2°) Tirer aléatoirement 1 document de chaque newsgroup et calculer ses 8
plus proches voisins selon la distance cosinus (normaliser les vecteurs
représentant les documents) => il faut sortir les subjects des news et leur
newsgroup d’origine.

3°) Développer une Product Quantization, réduire tous les représentants de
document (utiliser l’algorithme K-Means de sklearn) avec les paramètres
suivants : K=256, faire les K-means sur des tranches de 8 dimensions (on aura
donc 16 sous-clusterings de 256).
    
4°) Calculer les voisins des mêmes documents avec la version PQ (calcul direct à
partir des distances inter-clusters, et non pas en recréant des vecteurs
complets).

## 1. Preparation

**Disclaimer** <BR> 
We factorized our code as much as we could. Therefore, our answers require a long preparation, as this material is used without or with little modifications for all questions. In other words, some attributes, functions or methods written here might actually concern later questions only.<BR>
Nevertheless, once the preparation is complete, answering to all questions is very quick.

### 1.1. Imports 

In [1]:
import numpy as np
from sklearn.cluster import KMeans
from sklearn.datasets import fetch_20newsgroups
from sklearn.decomposition import TruncatedSVD
from sklearn.feature_extraction.text import CountVectorizer, TfidfTransformer

### 1.2. Constants

In [2]:
# Number of clusters for K-Means performed in Q3 (called K in the assignment)
N_CLUSTERS = 256 

# Output dimension for the SVD performed in Q1
N_COMPONENTS = 128 

# Number of subclusterings made during Product Quantization (PQ), see Q3 & Q4
N_SUBCLUSTERINGS = 16 

# Number of different topics in 20Newsgroups
N_TOPICS = 20 

# Dimension of a subvector in PQ
PQ_DIM = 8 

# Seed for sklearn algorithms using a random state
RANDOM_STATE = 42 

### 1.3. A class handling the 20Newsgroups dataset 

#### 1.3.1. Definition

Let's build a handy class that performs most of the operations we want on the 20Newsgroups dataset.

In [3]:
class My20Newsgroups:
  '''
  This class performs various operations on the 20Newsgroups dataset.
 
  Attributes:
  * self.train: the training part of the 20Newsgroups dataset,
  which consists in 11314 documents.
  * self.data: alias for self.train.data
  * self.tf_idf: TF-IDF matrix for the dataset.
  * self.svd: LSA (aka truncated SVD) on the TF-IDF matrix (see Q1).
  * self.n_components: output dimension for the SVD.
  Passed in as the only argument to the constructor.
  * self.sample: a random sample of 20 documents, one for each topic
  (see Q2).
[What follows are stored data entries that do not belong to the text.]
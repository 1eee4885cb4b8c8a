//! Key vaults, listed per ingested resource group.

pub mod constants;
pub mod converters;

use tracing::info;

use cloudgraph_shared::Result;

use crate::registry::{BoxFuture, Step, StepContext};
use crate::steps::active_directory::STEP_AD_ACCOUNT;
use crate::steps::monitor::{
    DIAGNOSTIC_LOG_SETTING_ENTITY, DIAGNOSTIC_LOG_SETTING_USES_STORAGE_ACCOUNT,
    DIAGNOSTIC_METRIC_SETTING_ENTITY, DIAGNOSTIC_METRIC_SETTING_USES_STORAGE_ACCOUNT,
    ingest_diagnostic_settings,
};
use crate::steps::resources::{
    RESOURCE_GROUP_ENTITY_TYPE, STEP_RM_RESOURCES_RESOURCE_GROUPS, link_resource_group,
};
use crate::steps::storage::STEP_RM_STORAGE_ACCOUNTS;
use crate::steps::{ResourceGroupRef, account_entity, web_linker};

pub use self::constants::*;
use self::converters::*;

fn fetch_key_vaults<'a>(ctx: &'a mut StepContext<'_>) -> BoxFuture<'a, Result<()>> {
    Box::pin(async move {
        let client = ctx.client;
        let state = &mut *ctx.job_state;
        let account = account_entity(state)?;
        let linker = web_linker(state)?;

        let groups: Vec<ResourceGroupRef> = state.entities_of_type(RESOURCE_GROUP_ENTITY_TYPE);
        let mut vault_keys = Vec::new();
        for group in &groups {
            client
                .iterate_key_vaults(&group.name, |vault| {
                    let entity = state.add_entity(create_key_vault_entity(&linker, &vault)?)?;
                    let key = entity.key.clone();
                    let relationship = create_account_key_vault_relationship(&account, entity);
                    state.add_relationship(relationship)?;
                    link_resource_group(state, &key)?;
                    vault_keys.push(key);
                    Ok(())
                })
                .await?;
        }

        let mut diagnostic_settings = 0;
        for key in &vault_keys {
            diagnostic_settings +=
                ingest_diagnostic_settings(client, state, &linker, key, &KEY_VAULT_DIAGNOSTIC_LINKS)
                    .await?;
        }

        info!(
            count = vault_keys.len(),
            diagnostic_settings,
            resource_groups = groups.len(),
            "key vaults ingested"
        );
        Ok(())
    })
}

pub fn steps() -> Vec<Step> {
    vec![Step {
        id: STEP_RM_KEYVAULT_VAULTS,
        name: "Key Vaults",
        entities: &[
            KEY_VAULT_SERVICE_ENTITY,
            DIAGNOSTIC_LOG_SETTING_ENTITY,
            DIAGNOSTIC_METRIC_SETTING_ENTITY,
        ],
        relationships: &[
            ACCOUNT_HAS_KEY_VAULT,
            RESOURCE_GROUP_HAS_KEY_VAULT,
            KEY_VAULT_HAS_DIAGNOSTIC_LOG_SETTING,
            KEY_VAULT_HAS_DIAGNOSTIC_METRIC_SETTING,
            DIAGNOSTIC_LOG_SETTING_USES_STORAGE_ACCOUNT,
            DIAGNOSTIC_METRIC_SETTING_USES_STORAGE_ACCOUNT,
        ],
        depends_on: &[
            STEP_AD_ACCOUNT,
            STEP_RM_RESOURCES_RESOURCE_GROUPS,
            STEP_RM_STORAGE_ACCOUNTS,
        ],
        handler: fetch_key_vaults,
    }]
}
Stored as the tuple of the indexes of these 20 documents.
  '''

  def __init__(self, n_components=N_COMPONENTS):
    '''
    Constructor.
    '''
    # Import the dataset
    self.train = fetch_20newsgroups(data_home=None, 
                                    shuffle=True, 
                                    subset='train', 
                                    random_state=RANDOM_STATE, 
                                    download_if_missing=True)
    self.data = self.train.data

    # Get the TF-IDF matrix
    train_counts = CountVectorizer().fit_transform(self.data)
    self.tf_idf = TfidfTransformer().fit_transform(train_counts)              
    
    # Perform a LSA (aka truncated SVD) on it
    self.n_components = n_components
    self.svd = TruncatedSVD(self.n_components).fit_transform(self.tf_idf)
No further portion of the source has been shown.